• **Exercise goal**: Your output should be the entries below, from the first line up to and including the line with "be present. This", reproduced exactly and with no other lines.

• **Saved entries**:
━━━━━━━━━━━━━━━━━━━━━━━━━━━━━━

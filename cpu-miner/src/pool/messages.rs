//! JSON-RPC envelope used by every pool dialect.
//!
//! Pools speak newline-delimited JSON-RPC, but loosely: notifications may
//! carry `"id": null` or omit the id entirely, errors may be arrays or
//! objects, and a `"jsonrpc"` version field may or may not be present. This
//! lightweight type accepts all of those shapes.

use serde::{Deserialize, Serialize};
use serde_json::Value;

/// JSON-RPC message envelope.
#[derive(Debug, Clone, PartialEq, Serialize, Deserialize)]
#[serde(untagged)]
pub enum JsonRpcMessage {
    /// Request or notification from client or server
    Request {
        /// Message ID (absent or null for notifications)
        #[serde(default)]
        id: Option<u64>,
        /// Method name
        method: String,
        /// Method parameters
        params: Value,
    },

    /// Response to a request
    Response {
        /// Message ID matching the request
        id: u64,
        /// Result value (present on success)
        #[serde(default, skip_serializing_if = "Option::is_none")]
        result: Option<Value>,
        /// Error value (present on failure)
        #[serde(default, skip_serializing_if = "Option::is_none")]
        error: Option<Value>,
    },
}

impl JsonRpcMessage {
    /// Create a new request message.
    pub fn request(id: u64, method: impl Into<String>, params: Value) -> Self {
        JsonRpcMessage::Request {
            id: Some(id),
            method: method.into(),
            params,
        }
    }

    /// Create a notification (request without ID).
    pub fn notification(method: impl Into<String>, params: Value) -> Self {
        JsonRpcMessage::Request {
            id: None,
            method: method.into(),
            params,
        }
    }

    /// Create a successful response.
    pub fn response(id: u64, result: Value) -> Self {
        JsonRpcMessage::Response {
            id,
            result: Some(result),
            error: None,
        }
    }

    /// Create an error response.
    pub fn error_response(id: u64, error: Value) -> Self {
        JsonRpcMessage::Response {
            id,
            result: None,
            error: Some(error),
        }
    }

    /// Get the message ID if present.
    pub fn id(&self) -> Option<u64> {
        match self {
            JsonRpcMessage::Request { id, .. } => *id,
            JsonRpcMessage::Response { id, .. } => Some(*id),
        }
    }

    /// Get the method name for requests.
    pub fn method(&self) -> Option<&str> {
        match self {
            JsonRpcMessage::Request { method, .. } => Some(method),
            JsonRpcMessage::Response { .. } => None,
        }
    }

    /// Get the params for requests.
    pub fn params(&self) -> Option<&Value> {
        match self {
            JsonRpcMessage::Request { params, .. } => Some(params),
            JsonRpcMessage::Response { .. } => None,
        }
    }
}

/// Extract a human-readable reason from a JSON-RPC error value.
///
/// Handles `[code, "message", data]` arrays, `{"code", "message"}` objects
/// and bare strings.
pub fn error_reason(error: &Value) -> String {
    match error {
        Value::Array(arr) => arr
            .get(1)
            .and_then(Value::as_str)
            .map(str::to_string)
            .unwrap_or_else(|| error.to_string()),
        Value::Object(obj) => obj
            .get("message")
            .and_then(Value::as_str)
            .map(str::to_string)
            .unwrap_or_else(|| error.to_string()),
        Value::String(s) => s.clone(),
        other => other.to_string(),
    }
}

#[cfg(test)]
mod tests {
    use super::*;
    use serde_json::json;

    #[test]
    fn notification_without_id_field() {
        let msg: JsonRpcMessage = serde_json::from_str(
            r#"{"jsonrpc":"2.0","method":"job","params":{"job_id":"a","blob":"00","target":"ff"}}"#,
        )
        .unwrap();
        assert_eq!(msg.id(), None);
        assert_eq!(msg.method(), Some("job"));
        assert_eq!(msg.params().unwrap()["job_id"], "a");
    }

    #[test]
    fn notification_with_null_id() {
        let msg: JsonRpcMessage = serde_json::from_value(json!({
            "id": null,
            "method": "mining.notify",
            "params": ["job1", "00", "ff", true]
        }))
        .unwrap();
        assert_eq!(msg.id(), None);
        assert_eq!(msg.method(), Some("mining.notify"));
    }

    #[test]
    fn response_with_null_error() {
        let msg: JsonRpcMessage =
            serde_json::from_str(r#"{"id":4,"jsonrpc":"2.0","error":null,"result":{"status":"OK"}}"#)
                .unwrap();
        match msg {
            JsonRpcMessage::Response { id, result, error } => {
                assert_eq!(id, 4);
                assert_eq!(result, Some(json!({"status": "OK"})));
                assert_eq!(error, None);
            }
            other => panic!("Expected Response, got {:?}", other),
        }
    }

    #[test]
    fn request_serializes_with_id() {
        let msg = JsonRpcMessage::request(1, "login", json!({"login": "w"}));
        let serialized = serde_json::to_string(&msg).unwrap();
        assert!(serialized.contains("\"id\":1"));
        assert!(serialized.contains("\"method\":\"login\""));
    }

    #[test]
    fn error_reasons() {
        assert_eq!(error_reason(&json!([23, "Low difficulty share", null])), "Low difficulty share");
        assert_eq!(error_reason(&json!({"code": -1, "message": "Unauthenticated"})), "Unauthenticated");
        assert_eq!(error_reason(&json!("bad")), "bad");
    }
}
//! Work published to the worker threads.
//!
//! The I/O side swaps in a new [`WorkUnit`] with one atomic pointer store;
//! workers load it at the top of every pass and never take a lock.

use std::sync::atomic::{AtomicBool, AtomicU64, Ordering};
use std::sync::Arc;

use arc_swap::ArcSwapOption;

use crate::pool::Job;

/// A job as seen by the workers.
#[derive(Debug)]
pub struct WorkUnit {
    pub job: Arc<Job>,

    /// Global publication counter; strictly increasing across pools
    pub epoch: u64,
}

/// Shared slot for the current work plus the pause and stop flags.
#[derive(Debug, Default)]
pub struct WorkBoard {
    work: ArcSwapOption<WorkUnit>,
    epoch: AtomicU64,
    paused: AtomicBool,
    stopped: AtomicBool,
}

impl WorkBoard {
    pub fn new() -> Self {
        Self::default()
    }

    /// Publish `job`, or clear the board with `None`, and return the new
    /// epoch.
    pub fn publish(&self, job: Option<Arc<Job>>) -> u64 {
        let epoch = self.epoch.fetch_add(1, Ordering::AcqRel) + 1;
        self.work.store(job.map(|job| Arc::new(WorkUnit { job, epoch })));
        epoch
    }

    /// Publish the current job again under a new epoch, so every worker
    /// starts a fresh range.
    pub fn republish(&self) -> u64 {
        let job = self.work.load().as_ref().map(|unit| unit.job.clone());
        self.publish(job)
    }

    /// Current work, if any.
    pub fn current(&self) -> Option<Arc<WorkUnit>> {
        self.work.load_full()
    }

    /// Job currently on the board.
    pub fn current_job(&self) -> Option<Arc<Job>> {
        self.work.load().as_ref().map(|unit| unit.job.clone())
    }

    pub fn epoch(&self) -> u64 {
        self.epoch.load(Ordering::Acquire)
    }

    pub fn pause(&self) {
        self.paused.store(true, Ordering::Release);
    }

    pub fn resume(&self) {
        self.paused.store(false, Ordering::Release);
    }

    pub fn is_paused(&self) -> bool {
        self.paused.load(Ordering::Acquire)
    }

    /// Ask every worker to exit after its current pass.
    pub fn stop(&self) {
        self.stopped.store(true, Ordering::Release);
    }

    pub fn is_stopped(&self) -> bool {
        self.stopped.load(Ordering::Acquire)
    }
}

#[cfg(test)]
mod tests {
    use super::*;
    use crate::algo::Algorithm;
    use crate::pool::PoolId;

    fn job(seq: u64) -> Arc<Job> {
        let blob = hex::encode([0u8; 76]);
        Arc::new(
            Job::from_hex("j", &blob, "ffffffff", Algorithm::Cryptonight, PoolId(0), seq, false)
                .unwrap(),
        )
    }

    #[test]
    fn epochs_increase_with_every_publication() {
        let board = WorkBoard::new();
        assert!(board.current().is_none());

        assert_eq!(board.publish(Some(job(1))), 1);
        assert_eq!(board.current().unwrap().epoch, 1);

        assert_eq!(board.publish(None), 2);
        assert!(board.current().is_none());
        assert_eq!(board.epoch(), 2);

        assert_eq!(board.publish(Some(job(2))), 3);
        assert_eq!(board.current_job().unwrap().seq, 2);
    }

    #[test]
    fn republish_keeps_job_and_bumps_epoch() {
        let board = WorkBoard::new();
        board.publish(Some(job(7)));
        assert_eq!(board.republish(), 2);

        let unit = board.current().unwrap();
        assert_eq!(unit.epoch, 2);
        assert_eq!(unit.job.seq, 7);
    }

    #[test]
    fn flags() {
        let board = WorkBoard::new();
        assert!(!board.is_paused());
        board.pause();
        assert!(board.is_paused());
        board.resume();
        assert!(!board.is_paused());
        board.stop();
        assert!(board.is_stopped());
    }
}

━━━━━━━━━━━━━━━━━━━━━━━━━━━━━━

• **Result of this exercise**:
filename cpu-miner/src/pool/messages.rs
//! JSON-RPC envelope used by every pool dialect.
//!
//! Pools speak newline-delimited JSON-RPC, but loosely: notifications may
//! carry `"id": null` or omit the id entirely, errors may be arrays or
//! objects, and a `"jsonrpc"` version field may or may not be present. This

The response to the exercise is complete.